I never would have imagined how my day would turn out to be when I boarded the eleven-a.m. bus at Gangotri bus stop this morning. But it turns out that my day was about to get worse. When I boarded the bus, I saw a number of colorful characters as you are likely to see in any average bus going from Gangotri to Kedarnath. The first was our driver, Bhushan, a middle-aged man with teeth painted bloody from the constant abuse of paan, an Indian delicacy you can find just around the corner, over the long years he has been a driver, twenty as he so sweetly kept reminding us throughout the almost six hours the bus did travel. It would have been a dull trip if not for the spit spewing commentary by Bhushan. The outside of the driver's door looked like it had just seen a man's body being relieved of his head. Bhushan was in no way the best driver bit he always had something to say and he always had paan, weather for charity or self-indulgence. The next was our conductor, for all of Bhushan’s talk, Mahendra never said a word except for "Ticket", the way conductors do and instructions to Bhushan, which he reluctantly obeyed for most part, and to the khalasi, never got his name, he was a mute little kid, no more than sixteen or seventeen, I think. Mahendra and Bhushan or anyone for that matter only called him by saying, "Oye" or "Oye sun". I was standing on the bus stop waiting, for the bus when these colorful monkeys showed up. I mean no disrespect but that's what they seemed like at the time. A blood spewing, sweet talking man, another who clearly did not want to make eye contact and another who could make nothing but, in a rickety old monster which breathed black air and clearly wanted to devour any and all brave enough to step in wanting to meet god. Bhushan was the first person I talked to and we agreed to the terms of six hundred rupees for safe travel in the belly of the beast. Once I was settled in the seat on the third row, by the right window, my usual spot, I started looking outside to the other pilgrims waiting to get a seat on any bus but no one coming near the monster I set foot into. This one was completely ignored and I thought to myself 'What have I gotten myself into', bus wise.


Neither Bhushan nor Mahendra seemed to be calling passengers, they just sat there quietly waiting for some unknowing wondering soul to wonder through the threshold of the monster and ask the sweet question "How much?" which meant they didn't know how much, which meant negotiating for the prize, which meant Mahendra can ask any outrageous prize he wanted. The negotiations were like a dance between Mahendra and whatever hapless idiot, who asked the question, after the first one or two times it was kind of fun to watch. Almost all of the twelve compatriots, including me and excluding the three monkeys settled for a prize between six and seven hundred.


The monster started its whining with us inside. As Bhushan started it, I remember myself praying, not exactly for it to start. We commenced our journey around 11:17. The first hour or so was the quietest, well, except for Bhushan. I started observing the occupants of the belly, the first were a couple, in their 40s, I think, sitting in the front most seats of my column. They looked happy, and in love still. Then there was a kid just behind them, nineteen or twenty, no more than twenty-two, he was busy on his smartphone. The next was a middle-aged man two seats across me, his name was Subhash, I heard him mention it to Mahendra. He was some kind of activist or something, he was really angry about the prize but he settled in the end. He was also eyeing everyone, like he was suspicious of us or something. Then there were a couple pf pujaris constantly chanting something. A group of three girls, college pass outs, recently from the looks of them, on a trip across the country to "Find myself" as they would say. Then there was an old man, probably older that all the rest of us combined and his son, I think.

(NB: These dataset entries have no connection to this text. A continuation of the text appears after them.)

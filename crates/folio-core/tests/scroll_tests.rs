// Host-side tests for nav scroll tracking.

use folio_core::{is_scrolled, ScrollSpy, Section};

fn sections() -> Vec<Section> {
    [("projects", 1800.0), ("about", 600.0), ("experience", 1200.0)]
        .into_iter()
        .map(|(id, top)| Section {
            id: id.to_string(),
            top,
        })
        .collect()
}

#[test]
fn nav_compacts_past_fifty_pixels() {
    assert!(!is_scrolled(0.0));
    assert!(!is_scrolled(50.0));
    assert!(is_scrolled(50.5));
}

#[test]
fn spy_tracks_last_section_above_offset_line() {
    let mut spy = ScrollSpy::new(sections());
    assert!(!spy.update(0.0));
    assert_eq!(spy.active(), None);

    assert!(spy.update(500.0));
    assert_eq!(spy.active(), Some("about"));

    // Still inside about: no change reported.
    assert!(!spy.update(900.0));

    assert!(spy.update(1750.0));
    assert_eq!(spy.active(), Some("projects"));

    assert!(spy.update(0.0));
    assert_eq!(spy.active(), None);
}

#[test]
fn spy_offset_is_configurable() {
    let mut spy = ScrollSpy::new(sections()).with_offset(0.0);
    spy.update(599.0);
    assert_eq!(spy.active(), None);
    spy.update(600.0);
    assert_eq!(spy.active(), Some("about"));
}
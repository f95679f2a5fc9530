//! Host-independent layout types.
//!
//! Rectangles are in viewport (client) coordinates, matching what a browser
//! reports from `getBoundingClientRect`.

use glam::Vec2;

#[derive(Clone, Copy, Debug, Default, PartialEq)]
pub struct Rect {
    pub left: f32,
    pub top: f32,
    pub width: f32,
    pub height: f32,
}

impl Rect {
    pub const fn new(left: f32, top: f32, width: f32, height: f32) -> Self {
        Self {
            left,
            top,
            width,
            height,
        }
    }

    #[inline]
    pub fn right(&self) -> f32 {
        self.left + self.width
    }

    #[inline]
    pub fn bottom(&self) -> f32 {
        self.top + self.height
    }

    #[inline]
    pub fn center(&self) -> Vec2 {
        Vec2::new(self.left + self.width * 0.5, self.top + self.height * 0.5)
    }

    #[inline]
    pub fn size(&self) -> Vec2 {
        Vec2::new(self.width, self.height)
    }

    /// Fraction of this rectangle's area inside `viewport`, in \[0, 1\].
    pub fn visible_fraction(&self, viewport: Viewport) -> f32 {
        let area = self.width * self.height;
        if area <= 0.0 {
            return 0.0;
        }
        let w = (self.right().min(viewport.width) - self.left.max(0.0)).max(0.0);
        let h = (self.bottom().min(viewport.height) - self.top.max(0.0)).max(0.0);
        ((w * h) / area).clamp(0.0, 1.0)
    }
}

#[derive(Clone, Copy, Debug, Default, PartialEq)]
pub struct Viewport {
    pub width: f32,
    pub height: f32,
}

impl Viewport {
    pub const fn new(width: f32, height: f32) -> Self {
        Self { width, height }
    }

    #[inline]
    pub fn center_y(&self) -> f32 {
        self.height * 0.5
    }
}
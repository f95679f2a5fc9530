// Fixed decorative layouts: floating shapes, floating code snippets, the
// drifting background grid and the blurred gradient orbs.

use crate::color::{Hue, Rgba};
use crate::constants::{
    GRID_CELL_PX, GRID_DRIFT_SEC, GRID_LINE_PX, ORB_BLUR_PX, ORB_DELAY_STEP_SEC,
};
use crate::theme::Theme;

#[derive(Clone, Copy, Debug, PartialEq, Eq)]
pub enum ShapeKind {
    Circle,
    Square,
    Triangle,
}

#[derive(Clone, Copy, Debug, PartialEq)]
pub struct FloatingShape {
    pub kind: ShapeKind,
    pub size: f32,
    pub hue: Hue,
    pub left: f32,
    pub top: f32,
    pub delay_sec: f32,
    pub duration_sec: f32,
}

impl FloatingShape {
    pub fn color(&self, theme: Theme) -> Rgba {
        self.hue.shape(theme)
    }

    /// CSS property that carries [`FloatingShape::color`]. Circles and
    /// squares are filled; the triangle is drawn with its bottom border.
    pub fn paint_property(&self) -> &'static str {
        match self.kind {
            ShapeKind::Circle | ShapeKind::Square => "background-color",
            ShapeKind::Triangle => "border-bottom-color",
        }
    }

    /// Geometry and timing, without colour.
    pub fn style_css(&self) -> String {
        let body = match self.kind {
            ShapeKind::Circle => format!(
                "width:{0}px;height:{0}px;border-radius:50%",
                self.size
            ),
            ShapeKind::Square => format!("width:{0}px;height:{0}px", self.size),
            ShapeKind::Triangle => format!(
                "width:0;height:0;border-left:{0}px solid transparent;\
                 border-right:{0}px solid transparent;border-bottom:{1}px solid",
                self.size / 2.0,
                self.size
            ),
        };
        format!(
            "{body};left:{}%;top:{}%;filter:blur(1px);animation-delay:{:.1}s;animation-duration:{:.1}s",
            self.left, self.top, self.delay_sec, self.duration_sec
        )
    }
}

#[derive(Clone, Copy, Debug, PartialEq)]
pub struct FloatingSnippet {
    pub text: &'static str,
    pub left: f32,
    pub top: f32,
    pub delay_sec: f32,
    pub duration_sec: f32,
}

const SHAPES: [(ShapeKind, f32, Hue, f32, f32); 6] = [
    (ShapeKind::Circle, 60.0, Hue::Accent, 10.0, 20.0),
    (ShapeKind::Square, 40.0, Hue::Purple, 85.0, 15.0),
    (ShapeKind::Triangle, 50.0, Hue::Pink, 75.0, 70.0),
    (ShapeKind::Circle, 30.0, Hue::Blue, 15.0, 75.0),
    (ShapeKind::Square, 50.0, Hue::Accent, 50.0, 10.0),
    (ShapeKind::Circle, 45.0, Hue::Purple, 60.0, 85.0),
];

const SNIPPETS: [(&str, f32, f32); 10] = [
    ("const dev = 'Patrick';", 5.0, 15.0),
    ("npm run build", 80.0, 10.0),
    ("git push origin main", 70.0, 80.0),
    ("<Component />", 10.0, 70.0),
    ("async/await", 90.0, 45.0),
    ("{ ...props }", 3.0, 45.0),
    ("export default", 45.0, 5.0),
    ("useState()", 55.0, 90.0),
    ("interface Props", 25.0, 85.0),
    ("return <>...</>;", 85.0, 25.0),
];

/// Shapes with staggered timing: delay `i * 0.8` s, duration `8 + 2i` s.
pub fn floating_shapes() -> Vec<FloatingShape> {
    SHAPES
        .iter()
        .enumerate()
        .map(|(i, &(kind, size, hue, left, top))| FloatingShape {
            kind,
            size,
            hue,
            left,
            top,
            delay_sec: i as f32 * 0.8,
            duration_sec: 8.0 + i as f32 * 2.0,
        })
        .collect()
}

/// Snippets with staggered timing: delay `i * 0.7` s, duration `12 + 1.5i` s.
pub fn floating_snippets() -> Vec<FloatingSnippet> {
    SNIPPETS
        .iter()
        .enumerate()
        .map(|(i, &(text, left, top))| FloatingSnippet {
            text,
            left,
            top,
            delay_sec: i as f32 * 0.7,
            duration_sec: 12.0 + i as f32 * 1.5,
        })
        .collect()
}

/// Faint square grid that drifts slowly behind a section.
#[derive(Clone, Copy, Debug, PartialEq)]
pub struct AnimatedGrid {
    pub cell_px: f32,
    pub line_px: f32,
    pub drift_sec: f32,
}

impl Default for AnimatedGrid {
    fn default() -> Self {
        Self {
            cell_px: GRID_CELL_PX,
            line_px: GRID_LINE_PX,
            drift_sec: GRID_DRIFT_SEC,
        }
    }
}

impl AnimatedGrid {
    pub fn color(&self, theme: Theme) -> Rgba {
        Hue::Accent.grid(theme)
    }

    /// `background-image` value: one horizontal and one vertical line set.
    pub fn background_image(&self, theme: Theme) -> String {
        let c = self.color(theme).to_css();
        let w = self.line_px;
        format!(
            "linear-gradient({c} {w}px, transparent {w}px), \
             linear-gradient(90deg, {c} {w}px, transparent {w}px)"
        )
    }

    pub fn style_css(&self) -> String {
        format!(
            "background-size:{0}px {0}px;animation-duration:{1}s",
            self.cell_px, self.drift_sec
        )
    }
}

/// Horizontal or vertical placement measured from one edge, in percent.
#[derive(Clone, Copy, Debug, PartialEq)]
pub enum Inset {
    Start(f32),
    End(f32),
}

/// One large blurred circle pulsing behind the hero.
#[derive(Clone, Copy, Debug, PartialEq)]
pub struct GradientOrb {
    pub size: f32,
    pub hue: Hue,
    pub x: Inset,
    pub y: Inset,
    pub delay_sec: f32,
}

impl GradientOrb {
    pub fn color(&self, theme: Theme) -> Rgba {
        self.hue.orb(theme)
    }

    pub fn style_css(&self) -> String {
        let x = match self.x {
            Inset::Start(p) => format!("left:{p}%"),
            Inset::End(p) => format!("right:{p}%"),
        };
        let y = match self.y {
            Inset::Start(p) => format!("top:{p}%"),
            Inset::End(p) => format!("bottom:{p}%"),
        };
        format!(
            "width:{0}px;height:{0}px;{x};{y};border-radius:50%;filter:blur({1}px);animation-delay:{2}s",
            self.size, ORB_BLUR_PX, self.delay_sec
        )
    }
}

const ORBS: [(f32, Hue, Inset, Inset); 3] = [
    (384.0, Hue::Accent, Inset::Start(25.0), Inset::Start(25.0)),
    (320.0, Hue::Purple, Inset::End(25.0), Inset::End(25.0)),
    (288.0, Hue::Pink, Inset::End(33.333), Inset::Start(50.0)),
];

/// Three orbs pulsing out of phase: delay `i * 1.5` s.
pub fn gradient_orbs() -> Vec<GradientOrb> {
    ORBS.iter()
        .enumerate()
        .map(|(i, &(size, hue, x, y))| GradientOrb {
            size,
            hue,
            x,
            y,
            delay_sec: i as f32 * ORB_DELAY_STEP_SEC,
        })
        .collect()
}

Once the second hour started, I could hear the murmurs, the whispers of conversation around the belly. I guess they all were just settling on, in the first hour. In between the whispers the old man gets up and goes to the front of the bus with his son in tow and says in an almost young voice "We all, all of us, are going to see, to worship, to praise God, why, I don't know why, we have to be so cut off from, from each other", the bus was quiet at this point, even Bhushan, surprised at the strong voice of the old man, but also thinking 'Why, so suddenly, the old man is talking about being cut off and not being connected', senility could be one explanation or why would anyone talk to strangers on a bus without any reason. The kid with the smartphone asked the old man, "What do you want us to do, Dadaji, to chant Ram Ram?”, “If that's what it takes", the old man replied, leaning on his walking stick. The married couple in the front whispered among them and the husband stood up and said "We could tell stories, no one HAS to do it but whoever wants to, can", and then sat down. After this point those who wanted, told stories one by one, some of ghosts, some of farmers, some of animals and so on. I don't really remember the stories but they got us to the part this is really about.


At seven in the evening, we were somewhere on the mountain road when the rain came. Just a drizzle at first, then like a storm, unannounced. Bhushan had to slow down almost to a stop, maintaining a crawl. The bus got quiet again, except for the monster's whine drowned in the roar of another, bigger, hungrier. Then we heard it, all fifteen pir ears heard a loud, unquestionable, thunder, only it didn't come from up above us where thunder usually comes from, no, it came from somewhere a lot closer to us. We all heard it, we all felt it, coming from below us, through the tires, through the floor of the quaking monster, whineless now and up our spines, chilling us. Before we could realize Bhushan had stopped the bus, he and Mahendra were looking at something a few feet in front of the bus. I got up from my seat and started to walk down towards them. When I reached the front, I saw what that thunder from under us was. It was a landslide, four maybe five feet ahead of the bus.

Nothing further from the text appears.